Related issues: #10, #34, #35
In the first WG of the LDES trajectory in 2025 we’ll propose a fix for this, clearing out indeed that out of order is impossible based on the timestampPath.
I propose to however not constrain the timestampPath on the semantics of added in the event source (although that might be the most common use case), as you may want to instead use the timestamp of when it happened in the real world when you can guarantee this will remain in-order (e.g., when I did an observation, rather than when the observation was received by the event source server).
I saw there was a conflict in semantics in the vocabulary indeed in comparison with the spec text. I fixed this in https://github.com/SEMICeu/LinkedDataEventStreams/pull/71/commits/d6b36fe61011d222f2cc60381948f6622b8108da
We use the timestamp as a proxy for ordering the log, which is not ideal, an auto increment for log offset, perhaps combined with the commit time would be easier to work with, but I don't think it is a good idea to change this at this point, as it would be a backwards incompatible change.
I will however argue that timestamps should always increment from one member to the next in order to maintain strict ordering in the stream. I think this is really important for keeping the memory footprint of the client minimal: imagine an LDES stream that gets created out of an existing data system. The system, say wikidata, contains terrabytes of data. When creating an LDES stream from this existing system, an initial consistent snapshot is made, and the full database is committed at the same time to the LDES; all members have exactly the same timestamp. In this case, as there is no order in the stream, the client needs to keep the full state of what members have been send out until the whole snapshot is processed.
I think we are making things very difficult by allowing ambiguous order in the stream, as consistency will be much more difficult to guarantee.

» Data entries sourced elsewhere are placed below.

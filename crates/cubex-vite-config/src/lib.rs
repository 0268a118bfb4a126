//! Build-time half of cubex-vite.
//!
//! Normalizes the user's plugin options, derives the bundler configuration patch,
//! and translates `refresh` options into full-reload plugin instances. Everything in
//! this crate is synchronous and side-effect free apart from reading project files;
//! the dev-server lifecycle lives in `cubex-vite-cli`.

pub mod app_url;
pub mod bundler;
pub mod discovery;
pub mod env;
pub mod error;
pub mod input;
pub mod plugin;
pub mod refresh;
pub mod validation;
pub mod versions;

pub use app_url::detect_app_url;
pub use bundler::{
    AliasEntry, AliasOptions, AllowedOrigins, BuildOptions, BundlerConfig, CorsOption, CorsOptions,
    ManifestOption, OriginMatcher, PublicDir, ResolveOptions, RollupInput, RollupOptions,
    ServerOptions, SsrOption,
};
pub use discovery::ConfigDiscovery;
pub use env::{load_env, Command, ConfigEnv, EnvVars};
pub use error::{ConfigError, Result};
pub use input::{EntryInput, PluginInput, PluginOptions};
pub use plugin::{configure, Configurator, PluginConfig};
pub use refresh::{FullReloadOptions, FullReloadPlugin, RefreshConfig, RefreshInput};
pub use versions::{framework_version, plugin_version};
//! Request filters in front of the dev server's static files.
//!
//! The dev server only serves assets. Anyone opening it in a browser gets a page
//! pointing them to the application instead, and dot-files such as `.env` or key
//! material under the project root are never served.

use std::sync::Arc;

use axum::{
    extract::{Request, State},
    http::{header, Method, StatusCode},
    middleware::Next,
    response::{IntoResponse, Response},
};
use minijinja::{context, Environment};

use crate::error::Result;

const TEMPLATE_NAME: &str = "dev-server-index.html";
const TEMPLATE: &str = include_str!("../../assets/dev-server-index.html");

/// Rendered placeholder page.
#[derive(Debug, Clone)]
pub struct PlaceholderPage {
    html: String,
}

impl PlaceholderPage {
    pub fn render(app_url: &str) -> Result<Self> {
        let mut env = Environment::new();
        env.add_template(TEMPLATE_NAME, TEMPLATE)?;
        let html = env
            .get_template(TEMPLATE_NAME)?
            .render(context! { APP_URL => app_url })?;
        Ok(Self { html })
    }

    pub fn html(&self) -> &str {
        &self.html
    }

    /// 404 so tooling does not mistake the page for real content.
    pub fn response(&self) -> Response {
        (
            StatusCode::NOT_FOUND,
            [(header::CONTENT_TYPE, "text/html; charset=utf-8")],
            self.html.clone(),
        )
            .into_response()
    }
}

/// Extensions of key and certificate files.
const DENIED_EXTENSIONS: &[&str] = &[".pem", ".crt", ".key"];

/// Whether `path` names a file the dev server must not expose.
///
/// Any percent-decoded segment starting with `.` is denied (`.env`, `.env.local`,
/// `.git/`, the hot file), as are key and certificate files. Paths that do not
/// decode are denied as well.
fn is_denied_path(path: &str) -> bool {
    let Ok(decoded) = urlencoding::decode(path) else {
        return true;
    };

    decoded.split(['/', '\\']).any(|segment| {
        let segment = segment.to_ascii_lowercase();
        segment.starts_with('.')
            || DENIED_EXTENSIONS.iter().any(|ext| segment.ends_with(ext))
    })
}

/// Refuse requests for dot-files and key material with 403.
pub async fn deny_sensitive_files(request: Request, next: Next) -> Response {
    let path = request.uri().path();
    if is_denied_path(path) {
        tracing::warn!(path, "refused request for a protected file");
        return (StatusCode::FORBIDDEN, "Forbidden").into_response();
    }
    next.run(request).await
}

fn is_index_request(method: &Method, path: &str) -> bool {
    (method == Method::GET || method == Method::HEAD) && matches!(path, "/" | "/index.html")
}

/// Answer index requests with the placeholder page; pass everything else on.
pub async fn placeholder_middleware(
    State(page): State<Arc<PlaceholderPage>>,
    request: Request,
    next: Next,
) -> Response {
    if is_index_request(request.method(), request.uri().path()) {
        tracing::debug!(path = request.uri().path(), "serving placeholder page");
        return page.response();
    }
    next.run(request).await
}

An example that would lead to inconsistency would be multiple updates to one object at the same time (although nonsensical, the spec would allow for it): depending on processing order, different clients would end up with different state.
What do you think? Would there be a big downside to enforcing strict order?
I propose to however not constrain the timestampPath on the semantics of
added in the event source(although that might be the most common use case), as you may want to instead use the timestamp of when it happened in the real world when you can guarantee this will remain in-order (e.g., when I did an observation, rather than when the observation was received by the event source server).
To me, it also makes sense to avoid restricting it to “added in the event source.” Instead, I would prefer to provide a note that guides spec implementers on how to handle the required in-order timestampPath in cases where they combine multiple data sources (or any other scenario) where no in-order could be guaranteed in their upstream. Such a comment could enhance their awareness of this possibility and assist them in mitigating the potential issue.
We use the timestamp as a proxy for ordering the log, which is not ideal, an auto increment for log offset, perhaps combined with the commit time would be easier to work with, but I don't think it is a good idea to change this at this point, as it would be a backwards incompatible change.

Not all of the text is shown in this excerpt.